We both stand for quite a while talking (he’s a staunch socialist and wants to talk politics) and both get soaked to the skin. I think to myself that it’s more respectful to hear what he wants to say then hurry on and seek shelter. As we eventually walk back to the ward together, he is calmer, seemingly content to have got his feelings off his chest.
This scene took place more than 20 years ago (I mention it in my book, Sticks and Stones) but I believe now what I thought then, that my exchange with George is what real empathy is all about. It’s what being non-judgmental is about, what being human is about, what being a nurse is about.
I have nursed enough people during my time as a mental health nurse to understand that life is a bit of a lottery. I have seen the elderly lose their dignity in nursing homes and in hospitals. This is not always through dementia. This could be depression or psychosis, or other debilitating illnesses depriving them of their confidence, self worth, and esteem.
But as the recent figures about suicide rates rising among the elderly show, mental health issues may be overlooked in older people as society mistakenly presumes dementia is the only condition older people experience. Another assumption is that depression is a normal part of ageing, because the elderly have more of a sense of their own mortality.
I hope that whatever befalls me in my old age I am shown the same respect and compassion as I believe I have shown others. There’s often a failure of respect not just because of deliberate neglect or a lack of compassion, but through ignorance – through not treating people as individuals or not meeting their emotional needs.
So how do we prevent this? Essentially it is around searching for the person behind the illness and stepping back for a second and thinking “how would I like to be treated if this was me?” or “would I like to be looked after in this environment?”
Of course I’m not arguing against the completion of care plans, but I do worry that the increasing onus on form-filling and box-ticking can deny care staff more time to spend with those they support. A care professional might be spending hours on admin, or typing up a care plan – but how does the person in their care know this is part of them being cared for? They’d rather have our face-to-face time I’m sure.
Person-centred care, as the name suggests, is meant to put the client at the heart of the care planning process. This care is collaborative and negotiated with the client (theoretically). However, often when someone is acutely psychotic and lacks all insight, nurses then become the advocate and the care must be planned depending on what is required to get the person well again. As for personalisation and personal budgets, the take up is sadly not as high as it should be; people worry about risk management and general funding pressures that can put people off.
Compared to when I was in a clinical setting, today’s care world involves a far more litigation and risk-averse culture which takes staff away from the client. At the time I knew George, I could spend longer in one to one sessions with clients, so could my colleagues, but more often than not, today’s staff are only allocated a set amount of time each shift to spend in one to one, face to face therapeutic sessions on the wards.
Staff cutbacks on the wards and in the community will also reduce the time staff can spend with clients in face to face interventions. However staff should still show empathy and be non judgmental in all approaches, because this is the essence of their roles.

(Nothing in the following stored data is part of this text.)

use thiserror::Error;

/// Transport/framing errors from the L0/L1 layers.
///
/// Framing errors (malformed frames from a well-behaved peer should not
/// occur) are handled by dropping the offending frame at the call site,
/// not by constructing this type; `WireError` covers the genuinely
/// exceptional cases: I/O failure and use-after-dispose.
#[derive(Debug, Error)]
pub enum WireError {
    #[error("socket I/O error: {0}")]
    Io(#[from] std::io::Error),
    #[error("writer is disposed")]
    Disposed,
    #[error("socket closed")]
    Closed,
}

Clearly, organisations promoting older people’s issues have a role to play in raising awareness and educating. We stigmatise the elderly as much as we stigmatise the young people, so we need more positive promotion of what the elderly can offer society. Countries like China and Japan, for example, revere the elderly and yet in this country I think some people view them as an afterthought, a burden.
The hospital where I met George has long since been converted into a block of expensive flats while the man himself, already in his 80s when we had that long rainy chat, will have passed away many years ago. But the memory of that evening stays with me as a reminder of the underlying principle of care as I see it; listening to, respecting and having the individual – not “the system” – as your main focus.